Thursday, October 11, 2012 8:43:49 AM

Post# of 69
PPBI Announces Third Quarter 2012 Earnings (10/11/12)

Highlights for the third quarter of 2012 included the following:

-- Net Income Increases 41% from the Prior Year-ago Quarter

-- Return on Average Equity of 14.19%

-- Loans Increase 8.4%

-- Noninterest Bearing Mix Increases to 24% of Total Deposits

-- Tangible Book Value Increases to $9.40 per share

COSTA MESA, Calif., Oct. 11, 2012 /PRNewswire/ -- Pacific Premier Bancorp, Inc. (NASDAQ: PPBI) (the "Company"), the holding company of Pacific Premier Bank (the "Bank"), reported net income for the third quarter of 2012 of $3.5 million or $0.32 per share on a diluted basis, up from the third quarter of 2011 of $2.5 million or $0.23 per share on a diluted basis. For the three months ended September 30, 2012, our return on average assets was 1.30% and return on average equity was 14.19%, up from a return on average assets of 1.06% and a return on average equity of 11.89% for the same comparable period of 2011.

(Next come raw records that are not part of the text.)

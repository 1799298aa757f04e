//! Origin descriptors: where a list's chunk data physically lives.
//!
//! The URL scheme is resolved once at construction. Four origin shapes exist:
//! a single local chunk file, a local directory with an `index.json`, a single
//! S3 object, and an S3 "directory" keyed by an index object. Unknown schemes
//! are a configuration error surfaced at startup.

use crate::error::{SourceError, SourceResult};
use crate::s3::S3Handle;
use bouncer_core::{parse_chunk_file, parse_directory_index, Chunk, ChunkList};
use bytes::Bytes;
use std::path::{Path, PathBuf};
use std::time::SystemTime;

const INDEX_NAME: &str = "index.json";

/// A chunk file this small cannot hold even one empty record; treat the list
/// as having no data rather than failing the parse.
const MIN_DATA_LEN: u64 = 3;

/// Staleness marker for an origin: local files are keyed by modification time
/// plus length (mtime alone has coarse granularity on some filesystems),
/// S3 objects by ETag.
#[derive(Clone, Debug, PartialEq, Eq)]
pub enum ChangeToken {
    File { modified: SystemTime, len: u64 },
    ETag(String),
}

/// A parsed origin descriptor.
#[derive(Clone, Debug, PartialEq, Eq)]
pub enum Origin {
    /// A single local chunk file.
    File { path: PathBuf },
    /// A local directory; `index_path` names its `index.json`.
    Directory { index_path: PathBuf },
    /// A single S3 object holding a chunk file.
    S3File { bucket: String, key: String },
    /// An S3 prefix; `index_key` names its `index.json` object.
    S3Directory { bucket: String, index_key: String },
}

impl Origin {
    /// Parse a source URL into an origin.
    ///
    /// Accepted shapes: a bare path, `file:<path>`, `dir:<path>`,
    /// `s3+file://<bucket>/<key>`, `s3+dir://<bucket>/<prefix>`. Directory
    /// forms get `index.json` appended unless the URL already names it.
    pub fn parse(url: &str) -> SourceResult<Self> {
        if let Some(rest) = url.strip_prefix("s3+file://") {
            let (bucket, key) = split_bucket_key(url, rest)?;
            return Ok(Self::S3File { bucket, key });
        }
        if let Some(rest) = url.strip_prefix("s3+dir://") {
            let (bucket, key) = split_bucket_key(url, rest)?;
            return Ok(Self::S3Directory {
                bucket,
                index_key: join_index_key(&key),
            });
        }
        if let Some(rest) = url.strip_prefix("dir:") {
            let path = strip_slashes_prefix(rest);
            if path.is_empty() {
                return Err(SourceError::Config(format!("empty path in \"{url}\"")));
            }
            return Ok(Self::Directory {
                index_path: join_index_path(path),
            });
        }
        if let Some(rest) = url.strip_prefix("file:") {
            let path = strip_slashes_prefix(rest);
            if path.is_empty() {
                return Err(SourceError::Config(format!("empty path in \"{url}\"")));
            }
            return Ok(Self::File {
                path: PathBuf::from(path),
            });
        }
        if url.contains("://") {
            return Err(SourceError::Config(format!(
                "unknown source scheme in \"{url}\""
            )));
        }
        if url.is_empty() {
            return Err(SourceError::Config("empty source URL".to_string()));
        }
        Ok(Self::File {
            path: PathBuf::from(url),
        })
    }

    /// Human-readable origin location for logs and errors.
    pub fn describe(&self) -> String {
        match self {
            Self::File { path } => path.display().to_string(),
            Self::Directory { index_path } => index_path.display().to_string(),
            Self::S3File { bucket, key } => format!("s3://{bucket}/{key}"),
            Self::S3Directory { bucket, index_key } => format!("s3://{bucket}/{index_key}"),
        }
    }

    /// The origin's current change token. Missing origins are no-data.
    pub async fn change_token(&self, s3: &S3Handle) -> SourceResult<ChangeToken> {
        match self {
            Self::File { path } | Self::Directory { index_path: path } => {
                let meta = tokio::fs::metadata(path).await.map_err(|e| {
                    if e.kind() == std::io::ErrorKind::NotFound {
                        SourceError::NoData(path.display().to_string())
                    } else {
                        SourceError::Io(e)
                    }
                })?;
                Ok(ChangeToken::File {
                    modified: meta.modified()?,
                    len: meta.len(),
                })
            }
            Self::S3File { bucket, key } | Self::S3Directory { bucket, index_key: key } => {
                Ok(ChangeToken::ETag(s3.etag(bucket, key).await?))
            }
        }
    }

    /// Fetch and parse the origin's current chunk data.
    pub async fn load(&self, s3: &S3Handle) -> SourceResult<ChunkList> {
        match self {
            Self::File { path } => {
                let data = read_local(path).await?;
                parse_chunk_file(&data).map_err(|e| self.parse_error(e))
            }
            Self::Directory { index_path } => {
                let index_data = read_local(index_path).await?;
                let index =
                    parse_directory_index(&index_data).map_err(|e| self.parse_error(e))?;
                let base = index_path.parent().unwrap_or(Path::new(""));

                let mut chunks = ChunkList::new();
                for (number, rel_path) in index.entries().map_err(|e| self.parse_error(e))? {
                    let path = base.join(&rel_path);
                    let data = tokio::fs::read(&path).await.map_err(|e| {
                        if e.kind() == std::io::ErrorKind::NotFound {
                            self.missing_member(&rel_path)
                        } else {
                            SourceError::Io(e)
                        }
                    })?;
                    self.insert_member(&mut chunks, number, &rel_path, Bytes::from(data))?;
                }
                Ok(chunks)
            }
            Self::S3File { bucket, key } => {
                let data = s3.get(bucket, key).await?;
                if (data.len() as u64) < MIN_DATA_LEN {
                    return Err(SourceError::NoData(self.describe()));
                }
                parse_chunk_file(&data).map_err(|e| self.parse_error(e))
            }
            Self::S3Directory { bucket, index_key } => {
                let index_data = s3.get(bucket, index_key).await?;
                let index =
                    parse_directory_index(&index_data).map_err(|e| self.parse_error(e))?;
                let base = key_dirname(index_key);

                let mut chunks = ChunkList::new();
                for (number, rel_path) in index.entries().map_err(|e| self.parse_error(e))? {
                    let key = if base.is_empty() {
                        rel_path.clone()
                    } else {
                        format!("{base}/{rel_path}")
                    };
                    let data = match s3.get(bucket, &key).await {
                        Err(SourceError::NoData(_)) => {
                            return Err(self.missing_member(&rel_path))
                        }
                        other => other?,
                    };
                    self.insert_member(&mut chunks, number, &rel_path, data)?;
                }
                Ok(chunks)
            }
        }
    }

    /// Parse one index-referenced chunk file and fold it into `chunks`.
    /// Each file must hold exactly the chunk the index says it does.
    fn insert_member(
        &self,
        chunks: &mut ChunkList,
        number: u32,
        rel_path: &str,
        data: Bytes,
    ) -> SourceResult<()> {
        let parsed = parse_chunk_file(&data).map_err(|e| self.parse_error(e))?;
        if parsed.len() != 1 {
            return Err(self.parse_error(bouncer_core::Error::Parse(format!(
                "chunk file \"{rel_path}\" holds {} chunks, expected exactly 1",
                parsed.len()
            ))));
        }
        let chunk: Chunk = parsed
            .add(number)
            .or_else(|| parsed.sub(number))
            .cloned()
            .ok_or_else(|| {
                self.parse_error(bouncer_core::Error::Parse(format!(
                    "chunk file \"{rel_path}\" does not contain chunk {number}"
                )))
            })?;
        chunks.insert(chunk).map_err(|e| self.parse_error(e))
    }

    fn parse_error(&self, source: bouncer_core::Error) -> SourceError {
        SourceError::Parse {
            url: self.describe(),
            source,
        }
    }

    fn missing_member(&self, rel_path: &str) -> SourceError {
        self.parse_error(bouncer_core::Error::Parse(format!(
            "index references missing chunk file \"{rel_path}\""
        )))
    }
}

/// Read a local chunk or index file, mapping absence and near-empty content
/// to the no-data condition.
async fn read_local(path: &Path) -> SourceResult<Bytes> {
    let data = tokio::fs::read(path).await.map_err(|e| {
        if e.kind() == std::io::ErrorKind::NotFound {
            SourceError::NoData(path.display().to_string())
        } else {
            SourceError::Io(e)
        }
    })?;
    if (data.len() as u64) < MIN_DATA_LEN {
        return Err(SourceError::NoData(path.display().to_string()));
    }
    Ok(Bytes::from(data))
}

fn split_bucket_key(url: &str, rest: &str) -> SourceResult<(String, String)> {
    match rest.split_once('/') {
        Some((bucket, key)) if !bucket.is_empty() && !key.trim_start_matches('/').is_empty() => {
            Ok((bucket.to_string(), key.trim_start_matches('/').to_string()))
        }
        _ => Err(SourceError::Config(format!(
            "S3 source \"{url}\" must name a bucket and key"
        ))),
    }
}

fn strip_slashes_prefix(rest: &str) -> &str {
    // `scheme://host/path` shapes collapse to the path: a local origin has no
    // host, so `dir:///srv/x` and `dir:/srv/x` both mean /srv/x.
    if let Some(stripped) = rest.strip_prefix("//") {
        stripped
    } else {
        rest
    }
}

fn join_index_path(path: &str) -> PathBuf {
    if path.ends_with(INDEX_NAME) {
        PathBuf::from(path)
    } else {
        Path::new(path.trim_end_matches('/')).join(INDEX_NAME)
    }
}

fn join_index_key(key: &str) -> String {
    if key.ends_with(INDEX_NAME) {
        key.to_string()
    } else {
        format!("{}/{}", key.trim_end_matches('/'), INDEX_NAME)
    }
}

fn key_dirname(key: &str) -> &str {
    key.rsplit_once('/').map_or("", |(dir, _)| dir)
}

For the first nine months of 2012, the Company's net income totaled $12.0 million or $1.12 per share on a diluted basis, up from $8.0 million or $0.75 per share for the first nine months of 2011. For the nine months ended September 30, 2012, our return on average assets was 1.56% and return on average equity was 17.23%, up from a return on average assets of 1.14% and a return on average equity of 13.24% for the same comparable period of 2011.

Steven R. Gardner, President and Chief Executive Officer, commented on the third quarter results, "The ability of our employees to execute on our strategic plan was evident in all facets of our third quarter results. We posted solid earnings in the current quarter, generating a return on average assets of 1.30% and return on average equity of 14.19%. Loan growth during the third quarter was strong as loans held for investment grew by $64.1 million or 32% on an annualized basis. We were able to produce this growth through total loan originations of $129.3 million, including $68.3 million of warehouse facility credits, $24.9 million of commercial real estate loans and $10.4 million in commercial and industrial loans. Our loan and asset credit quality metrics remain strong as evidenced by end of quarter total delinquent loans to total loans of 0.80% and nonperforming assets to total assets of 1.08%. The majority of these problem assets were acquired through our acquisition of Palm Desert National Bank ("Palm Desert National") from the Federal Deposit Insurance Corporation ("FDIC"), as receiver, in the second quarter of this year. Looking ahead, our pipeline of new loans heading into the fourth quarter is $73.3 million. To support our anticipated growth, we have added new personnel to our various lending teams. During the third quarter, we hired a Small Business Administration ("SBA") loan manager with over 20 years of SBA lending and sales management experience. Additionally, we added five new SBA loan officers bringing the total number of SBA loan officers to seven who we expect will ramp up our SBA lending in the coming quarters. These SBA loans will not only increase our net loans outstanding, but will also benefit the Bank's fee income."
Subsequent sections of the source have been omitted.